--- START ---
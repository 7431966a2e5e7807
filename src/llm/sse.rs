//! Server-Sent Events line parser for streaming responses
//!
//! Buffers chunked bytes, splits on newlines and yields the payload of every
//! `data:` line. Comments, blank lines, `event:` lines and `[DONE]` markers
//! are skipped.

use bytes::{Bytes, BytesMut};
use futures::{Stream, StreamExt};

/// Parse `data:` payloads out of a byte stream.
///
/// A transport error ends the stream with that error as its last item.
pub fn parse_sse_lines<S, E>(byte_stream: S) -> impl Stream<Item = Result<String, E>> + Send
where
    S: Stream<Item = Result<Bytes, E>> + Send + 'static,
    E: Send + 'static,
{
    futures::stream::unfold(
        (Box::pin(byte_stream), BytesMut::with_capacity(8192), false),
        |(mut stream, mut buffer, done)| async move {
            if done {
                return None;
            }

            loop {
                if let Some(newline_pos) = buffer.iter().position(|&b| b == b'\n') {
                    let mut line_bytes = buffer.split_to(newline_pos + 1);
                    line_bytes.truncate(line_bytes.len() - 1);
                    if line_bytes.last() == Some(&b'\r') {
                        line_bytes.truncate(line_bytes.len() - 1);
                    }

                    let Ok(line) = std::str::from_utf8(&line_bytes) else {
                        continue;
                    };

                    if let Some(data) = extract_sse_data(line) {
                        return Some((Ok(data), (stream, buffer, false)));
                    }
                    continue;
                }

                match stream.next().await {
                    Some(Ok(chunk)) => buffer.extend_from_slice(&chunk),
                    Some(Err(e)) => {
                        tracing::warn!("SSE stream read error");
                        return Some((Err(e), (stream, buffer, true)));
                    }
                    None => {
                        // Trailing line without a newline terminator
                        if !buffer.is_empty() {
                            let data = std::str::from_utf8(&buffer)
                                .ok()
                                .and_then(|line| extract_sse_data(line.trim()));
                            buffer.clear();
                            if let Some(data) = data {
                                return Some((Ok(data), (stream, buffer, true)));
                            }
                        }
                        return None;
                    }
                }
            }
        },
    )
}

/// Extract the data payload from one SSE line
fn extract_sse_data(line: &str) -> Option<String> {
    let trimmed = line.trim();
    if trimmed.is_empty() || trimmed.starts_with(':') {
        return None;
    }

    let data = trimmed.strip_prefix("data:")?.trim_start();
    if data.is_empty() || data == "[DONE]" {
        return None;
    }
    Some(data.to_string())
}
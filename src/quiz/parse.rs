//! Locating the quiz record inside a free-form reply

use super::record::{QuizRecord, QuizType, QuizViolation, RawQuizReply};
use regex::Regex;
use serde::Deserialize;
use serde_json::{Map, Value};
use std::sync::LazyLock;

static JSON_FENCE: LazyLock<Regex> =
    LazyLock::new(|| Regex::new(r"(?s)```json\s*(.*?)```").expect("valid fence pattern"));

static ANY_FENCE: LazyLock<Regex> =
    LazyLock::new(|| Regex::new(r"(?s)```\s*(.*?)```").expect("valid fence pattern"));

type Strategy = fn(&str) -> Option<&str>;

/// Extraction strategies, tried in order; the first candidate that decodes wins
const STRATEGIES: &[(&str, Strategy)] = &[
    ("whole_reply", whole_reply),
    ("json_fence", json_fence),
    ("any_fence", any_fence),
    ("first_object", first_object),
];

fn whole_reply(text: &str) -> Option<&str> {
    Some(text.trim())
}

fn fenced<'a>(pattern: &Regex, text: &'a str) -> Option<&'a str> {
    pattern
        .captures(text)
        .and_then(|c| c.get(1))
        .map(|m| m.as_str().trim())
}

fn json_fence(text: &str) -> Option<&str> {
    fenced(&JSON_FENCE, text)
}

fn any_fence(text: &str) -> Option<&str> {
    fenced(&ANY_FENCE, text)
}

/// First balanced top-level `{ ... }` span, ignoring braces inside strings
fn first_object(text: &str) -> Option<&str> {
    let start = text.find('{')?;
    let candidate = text.get(start..)?;
    let mut depth = 0usize;
    let mut in_string = false;
    let mut escaped = false;

    for (offset, c) in candidate.char_indices() {
        if in_string {
            match c {
                _ if escaped => escaped = false,
                '\\' => escaped = true,
                '"' => in_string = false,
                _ => {}
            }
            continue;
        }
        match c {
            '"' => in_string = true,
            '{' => depth += 1,
            '}' => {
                depth -= 1;
                if depth == 0 {
                    return candidate.get(..=offset);
                }
            }
            _ => {}
        }
    }
    None
}

/// A candidate that is a JSON object with a `"type"` key, decoded.
/// `None` means the candidate is not a quiz object at all.
fn decode(candidate: &str) -> Option<Result<RawQuizReply, QuizViolation>> {
    let value: Value = serde_json::from_str(candidate).ok()?;
    let object = value.as_object()?;
    if !object.contains_key("type") {
        return None;
    }
    Some(RawQuizReply::deserialize(&value).map_err(|error| {
        let (field, detail) =
            mistyped_field(object).unwrap_or_else(|| ("?".to_string(), error.to_string()));
        QuizViolation::WrongFieldType { field, detail }
    }))
}

/// First field whose value does not fit the record's field type
fn mistyped_field(object: &Map<String, Value>) -> Option<(String, String)> {
    object.iter().find_map(|(key, value)| {
        let mut single = Map::new();
        single.insert("type".to_string(), Value::String(String::new()));
        single.insert(key.clone(), value.clone());
        serde_json::from_value::<RawQuizReply>(Value::Object(single))
            .err()
            .map(|error| (key.clone(), error.to_string()))
    })
}

/// Find the quiz object in a reply
pub fn extract_reply(text: &str) -> Result<RawQuizReply, QuizViolation> {
    let mut mistyped = None;
    for (name, strategy) in STRATEGIES {
        match strategy(text).and_then(decode) {
            Some(Ok(reply)) => {
                tracing::debug!(strategy = *name, kind = %reply.kind, "Decoded quiz reply");
                return Ok(reply);
            }
            Some(Err(violation)) => {
                tracing::debug!(strategy = *name, %violation, "Quiz object has a mistyped field");
                mistyped.get_or_insert(violation);
            }
            None => {}
        }
    }
    Err(mistyped.unwrap_or(QuizViolation::NoJson))
}

/// Extract and validate a quiz record from a complete reply
pub fn parse_record(text: &str, quiz_type: QuizType) -> Result<QuizRecord, QuizViolation> {
    extract_reply(text)?.validate(quiz_type)
}
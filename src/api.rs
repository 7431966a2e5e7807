//! HTTP API for the tutoring chat engine

mod handlers;
mod sse;
mod types;

pub use handlers::create_router;

use crate::runtime::RuntimeManager;
use std::sync::Arc;

/// Application state shared across handlers
#[derive(Clone)]
pub struct AppState {
    pub runtime: Arc<RuntimeManager>,
}

impl AppState {
    pub fn new(runtime: RuntimeManager) -> Self {
        Self {
            runtime: Arc::new(runtime),
        }
    }
}
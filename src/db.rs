//! Session storage
//!
//! Provides persistence for chat sessions and their ordered messages.

mod schema;

pub use schema::*;

use chrono::{DateTime, Utc};
use rusqlite::{params, Connection, OptionalExtension};
use std::path::Path;
use std::sync::{Arc, Mutex};
use thiserror::Error;

#[derive(Error, Debug)]
pub enum DbError {
    #[error("Database error: {0}")]
    Sqlite(#[from] rusqlite::Error),
    #[error("Corrupt message record: {0}")]
    Corrupt(#[from] serde_json::Error),
    #[error("Session not found: {0}")]
    SessionNotFound(String),
}

pub type DbResult<T> = Result<T, DbError>;

/// Thread-safe database handle
#[derive(Clone)]
pub struct Database {
    conn: Arc<Mutex<Connection>>,
}

impl Database {
    /// Open or create database at the given path
    pub fn open<P: AsRef<Path>>(path: P) -> DbResult<Self> {
        let conn = Connection::open(path)?;
        let db = Self {
            conn: Arc::new(Mutex::new(conn)),
        };
        db.run_migrations()?;
        Ok(db)
    }

    /// Open an in-memory database (for testing)
    #[allow(dead_code)] // Used in tests
    pub fn open_in_memory() -> DbResult<Self> {
        let conn = Connection::open_in_memory()?;
        let db = Self {
            conn: Arc::new(Mutex::new(conn)),
        };
        db.run_migrations()?;
        Ok(db)
    }

    fn run_migrations(&self) -> DbResult<()> {
        let conn = self.conn.lock().unwrap();
        conn.execute_batch("PRAGMA foreign_keys = ON;")?;
        conn.execute_batch(SCHEMA)?;
        Ok(())
    }

    // ==================== Session Operations ====================

    /// Insert or replace a session together with its full message list
    pub fn save_session(&self, session: &Session) -> DbResult<()> {
        let mut conn = self.conn.lock().unwrap();
        let tx = conn.transaction()?;

        tx.execute(
            "INSERT INTO sessions (id, title, created_at, last_message_at)
             VALUES (?1, ?2, ?3, ?4)
             ON CONFLICT(id) DO UPDATE SET title = ?2, last_message_at = ?4",
            params![
                session.id,
                session.title,
                session.created_at.to_rfc3339(),
                session.last_message_at.to_rfc3339(),
            ],
        )?;

        tx.execute(
            "DELETE FROM messages WHERE session_id = ?1",
            params![session.id],
        )?;

        {
            let mut stmt = tx.prepare(
                "INSERT INTO messages (id, session_id, position, body) VALUES (?1, ?2, ?3, ?4)",
            )?;
            for (position, message) in session.messages.iter().enumerate() {
                let body = serde_json::to_string(message)?;
                stmt.execute(params![message.id, session.id, position, body])?;
            }
        }

        tx.commit()?;
        Ok(())
    }

    /// Get a session by ID
    pub fn get_session(&self, id: &str) -> DbResult<Session> {
        let conn = self.conn.lock().unwrap();
        let header = conn
            .query_row(
                "SELECT id, title, created_at, last_message_at FROM sessions WHERE id = ?1",
                params![id],
                |row| {
                    Ok((
                        row.get::<_, String>(0)?,
                        row.get::<_, String>(1)?,
                        row.get::<_, String>(2)?,
                        row.get::<_, String>(3)?,
                    ))
                },
            )
            .optional()?
            .ok_or_else(|| DbError::SessionNotFound(id.to_string()))?;

        let messages = load_messages(&conn, id)?;
        Ok(Session {
            id: header.0,
            title: header.1,
            created_at: parse_datetime(&header.2),
            last_message_at: parse_datetime(&header.3),
            messages,
        })
    }

    /// All sessions, most recent activity first
    pub fn list_sessions(&self) -> DbResult<Vec<Session>> {
        let ids: Vec<String> = {
            let conn = self.conn.lock().unwrap();
            let mut stmt =
                conn.prepare("SELECT id FROM sessions ORDER BY last_message_at DESC")?;
            let ids = stmt
                .query_map([], |row| row.get(0))?
                .collect::<Result<Vec<String>, _>>()?;
            ids
        };

        ids.iter().map(|id| self.get_session(id)).collect()
    }

    /// Delete a session and its messages
    pub fn delete_session(&self, id: &str) -> DbResult<()> {
        let conn = self.conn.lock().unwrap();
        conn.execute("DELETE FROM messages WHERE session_id = ?1", params![id])?;
        conn.execute("DELETE FROM sessions WHERE id = ?1", params![id])?;
        Ok(())
    }
}

fn load_messages(conn: &Connection, session_id: &str) -> DbResult<Vec<Message>> {
    let mut stmt =
        conn.prepare("SELECT body FROM messages WHERE session_id = ?1 ORDER BY position ASC")?;
    let bodies = stmt
        .query_map(params![session_id], |row| row.get::<_, String>(0))?
        .collect::<Result<Vec<_>, _>>()?;

    bodies
        .iter()
        .map(|body| serde_json::from_str(body).map_err(DbError::from))
        .collect()
}

fn parse_datetime(s: &str) -> DateTime<Utc> {
    DateTime::parse_from_rfc3339(s)
        .map_or_else(|_| Utc::now(), |dt| dt.with_timezone(&Utc))
}
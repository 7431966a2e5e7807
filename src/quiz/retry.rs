//! Escalating correction protocol for malformed quiz replies

use super::record::{QuizType, QuizViolation, COMPLETE_EXAMPLE, FEEDBACK_EXAMPLE};
use serde::Serialize;

/// Consecutive structural failures tolerated before the exchange is abandoned
pub const MAX_QUIZ_ATTEMPTS: u32 = 5;

/// Characters of the invalid reply echoed back in a correction
const ECHO_CHARS: usize = 300;

/// Characters quoted from each earlier invalid reply in a critical correction
const HISTORY_CHARS: usize = 120;

pub const EXHAUSTED_MESSAGE: &str = "I'm having trouble formatting this quiz question. Please try continuing the quiz or exit quiz mode and start again.";

const COMMON_MISTAKES: &[&str] = &[
    "Do not write any text before or after the JSON object.",
    "Do not wrap the JSON in markdown code fences.",
    "Use the exact field names shown, in camelCase (questionText, questionType, correctAnswer, isCorrect).",
    "Every required field must be present, even when it feels redundant.",
    "Use double quotes for every key and string value; no trailing commas.",
    "For multiple choice, give exactly 4 options and a single correctAnswer letter (A, B, C or D).",
];

/// What to do after a failed parse
#[derive(Debug, Clone, PartialEq, Eq)]
pub enum RetryDecision {
    /// Ask again with a correction prompt
    Retry { attempt: u32, prompt: String },
    /// Give up on this exchange
    Exhausted,
}

/// Consecutive failure bookkeeping for the current quiz exchange
#[derive(Debug, Clone, Default, PartialEq, Eq, Serialize)]
pub struct RetryTracker {
    attempts: u32,
    /// Every invalid reply of this exchange, oldest first
    invalid_replies: Vec<String>,
}

impl RetryTracker {
    pub fn attempts(&self) -> u32 {
        self.attempts
    }

    pub fn reset(&mut self) {
        self.attempts = 0;
        self.invalid_replies.clear();
    }

    /// Record a failure and decide between another correction and giving up.
    /// Giving up resets the counter.
    pub fn record_failure(
        &mut self,
        reply: &str,
        violation: &QuizViolation,
        quiz_type: QuizType,
    ) -> RetryDecision {
        self.attempts += 1;
        self.invalid_replies.push(reply.to_string());

        if self.attempts >= MAX_QUIZ_ATTEMPTS {
            self.reset();
            return RetryDecision::Exhausted;
        }

        RetryDecision::Retry {
            attempt: self.attempts,
            prompt: correction_prompt(self.attempts, violation, &self.invalid_replies, quiz_type),
        }
    }
}

fn truncate(text: &str, max_chars: usize) -> String {
    if text.chars().count() <= max_chars {
        text.to_string()
    } else {
        let cut: String = text.chars().take(max_chars).collect();
        format!("{cut}...")
    }
}

/// Correction instruction for the given attempt; severity grows with the attempt.
///
/// `replies` holds the invalid replies of the exchange, the one being
/// corrected last. From the third attempt on the earlier ones are quoted too.
fn correction_prompt(
    attempt: u32,
    violation: &QuizViolation,
    replies: &[String],
    quiz_type: QuizType,
) -> String {
    let (reply, earlier) = match replies.split_last() {
        Some((last, earlier)) => (last.as_str(), earlier),
        None => ("", replies),
    };
    let is_last = attempt + 1 >= MAX_QUIZ_ATTEMPTS;
    let mut sections = Vec::new();

    sections.push(match attempt {
        1 => "Quick reminder: your last reply could not be read as a quiz record. Please reply again using only the JSON format.".to_string(),
        2 => "Your last reply still could not be read as a quiz record. Please follow the JSON format exactly.".to_string(),
        _ => format!(
            "CRITICAL: quiz reply attempt {attempt} of {} failed. Your reply MUST be a single valid JSON object and nothing else.",
            MAX_QUIZ_ATTEMPTS - 1
        ),
    });
    if is_last {
        sections.push(
            "This is your LAST CHANCE. If this reply is not valid JSON the question will be abandoned."
                .to_string(),
        );
    }

    sections.push(format!("Likely problem: {violation}."));

    if attempt >= 2 {
        sections.push(format!(
            "Your invalid reply was:\n{}",
            truncate(reply.trim(), ECHO_CHARS)
        ));
    }

    if attempt >= 3 && !earlier.is_empty() {
        let history = earlier
            .iter()
            .enumerate()
            .map(|(i, r)| format!("{}. {}", i + 1, truncate(r.trim(), HISTORY_CHARS)))
            .collect::<Vec<_>>()
            .join("\n");
        sections.push(format!(
            "Your earlier invalid replies were:\n{history}\nDo not repeat any of them."
        ));
    }

    let shown = match attempt {
        1 => 2,
        2 => 4,
        _ => COMMON_MISTAKES.len(),
    };
    let mistakes = COMMON_MISTAKES
        .iter()
        .take(shown)
        .map(|m| format!("- {m}"))
        .collect::<Vec<_>>()
        .join("\n");
    sections.push(format!("Common mistakes to avoid:\n{mistakes}"));

    sections.push(format!(
        "A valid {} question looks like:\n{}\n\nFeedback looks like:\n{FEEDBACK_EXAMPLE}\n\nThe final summary looks like:\n{COMPLETE_EXAMPLE}",
        quiz_type.as_str(),
        quiz_type.example_question()
    ));

    sections.join("\n\n")
}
--- END ---
- **ASSIGNMENT**: Reproduce only the lines above spanning from the line containing "return RetryDecision::Exhausted;" through the line containing "let (reply, earlier)", word for word.

- **RESULT**:
            return RetryDecision::Exhausted;
        }

        RetryDecision::Retry {
            attempt: self.attempts,
            prompt: correction_prompt(self.attempts, violation, &self.invalid_replies, quiz_type),
        }
    }
}

fn truncate(text: &str, max_chars: usize) -> String {
    if text.chars().count() <= max_chars {
        text.to_string()
    } else {
        let cut: String = text.chars().take(max_chars).collect();
        format!("{cut}...")
    }
}

/// Correction instruction for the given attempt; severity grows with the attempt.
///
/// `replies` holds the invalid replies of the exchange, the one being
/// corrected last. From the third attempt on the earlier ones are quoted too.
fn correction_prompt(
    attempt: u32,
    violation: &QuizViolation,
    replies: &[String],
    quiz_type: QuizType,
) -> String {
    let (reply, earlier) = match replies.split_last() {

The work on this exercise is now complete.